Martino Martini assembled information about Japan while he was in China. This map exhibits a combination of derivation from both the Jesuit Blancus/Moriera type and the Dudley/Jannson. Joan Blaeu would have been familiar with both these sources and also probably added the many Dutch names found here through his work with the Dutch East Indies Company. Prior to publishing his Atlas Major, Blaeu published a separate atlas of the orient entitled Atlas Sinensis in 1655. Most of the maps contained beautiful ornamentation, but this one is decidedly plain and straight forward. Following information from Robert Dudley, this is one of the earliest maps to show Korea as a peninsula rather than an island. The confused depiction of "Eso" that was found in other contemporary maps is not broached here because so little of the land mass is shown. $3,200

Japan and Korea
John Thomson. "Corea and Japan." From A New General Atlas. Edinburgh: J. Thomson, 1821. Engraving. 19 1/2 x 24 1/2. Full original hand color. Very good condition.

A beautifully crafted map of Japan and Korea from an interesting period in the history of the countrie. The map shows population centers, waterways and topography using the hatchuring method to illustrate elevations. Interior information is well represented, with precise engraving. The delicate coloring highlights the information given, making the map both easier to read and pleasing to look at. Altogether, a fine example of early 19th-century British cartography. $525

"Empire of Japan." London: SDUK & Baldwin & Gradock, 1835. 15 1/2 x 12 3/4. Engraved by J. & C. Walker. Original hand color. Two light, brown stains in map area. Otherwise, very good condition.

A detailed and precisely drawn map of Japan by the Society for the Diffusion of Useful Knowledge (SDUK). This wonderful English enterprise was devoted to the spreading of up-to-date information and the enhancing of understanding. The Society's maps are known for their accuracy and copious detail. A detail of Nagasaki Harbor is included in the upper left of the page. Of particular interest is the added listing of both the homes of the Koubo (Secular Emperor ), at Yedo, and the Dairi (Spiritual Emperor ), at Meaco. Japan was in the midst of several years of turmoil and political upheaval regarding foreign trade. The Koubo regarded open trade as a economic necessity, whilst a growing anti foreign movement supported an Imperial restoration. After years of shifting powers, the borders were finally opened under the new Imperial realm known as the Meiji Period in 1868. Along with trade, came the abolishment of military rule and feudalism and the formation of a strong, central government. It was this time that the new, official capitol of Yedo was renamed Tokyo. A very fine example of the quality of the SDUK maps and their usefulness in the nineteenth century. $90

"Japan. Nippon, Kiusiu, Sikok, Yesso and the Japanese Kuriles." New York: J.H. Colton & Co., 1855. 12 1/2 x 15 1/2. Lithograph. Original outline color. A few short tears (repaired) in bottom & right margins, not affecting image; light stains in top and bottom margins. Else very good condition.

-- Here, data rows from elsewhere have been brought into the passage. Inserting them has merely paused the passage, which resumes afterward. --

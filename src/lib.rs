//! Network interface statistics sampler.
//!
//! A single sampling loop polls kernel link counters for one device every
//! second and writes them into a fixed-capacity ring buffer. HTTP handlers
//! read the buffer concurrently and render the history either raw or
//! aggregated against a baseline threshold.
//!
//! The ring is shared by exactly one writer and many readers without locks;
//! see [`ring::RingStore`] for the consistency trade-off this implies.

pub mod args;
pub mod config;
pub mod constants;
pub mod counters;
pub mod filter;
pub mod logging;
pub mod provider;
pub mod query;
pub mod ring;
pub mod sampler;
pub mod server;

pub use config::{create_default_config, load_config, load_config_with_fallback, Config};
pub use counters::{CounterSet, COUNTER_COUNT, COUNTER_NAMES};
pub use filter::DeviceFilter;
pub use provider::{NetDevProvider, ProviderError, StatsProvider};
pub use query::{BaselineSummary, QueryEngine};
pub use ring::RingStore;
pub use sampler::{Sampler, SamplerError};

In the mid-nineteenth century, the center of map publishing in America moved from Philadelphia to New York. The J.H. Colton publishing firm played a large role in this shift. This map of Japan with its fine detail, is a strong example of their successful work. The map shows from the Sisters south of Kiusiu to the southern tip of Yesso. Two insets appear in opposite corners, one of Yesso and the Kuriles and the other of the Bay of Nagasaki. The pastel hand color make the aesthetic appearance of the map equal the historic interest. $125

"Johnson's Japan. Nippon, Kiusiu, Sikok, Yesso and the Japanese Kuriles." New York: Johnson & Ward, 1864. 12 1/2 x 15 1/2. Lithograph. Original hand color. Very good condition. Denver.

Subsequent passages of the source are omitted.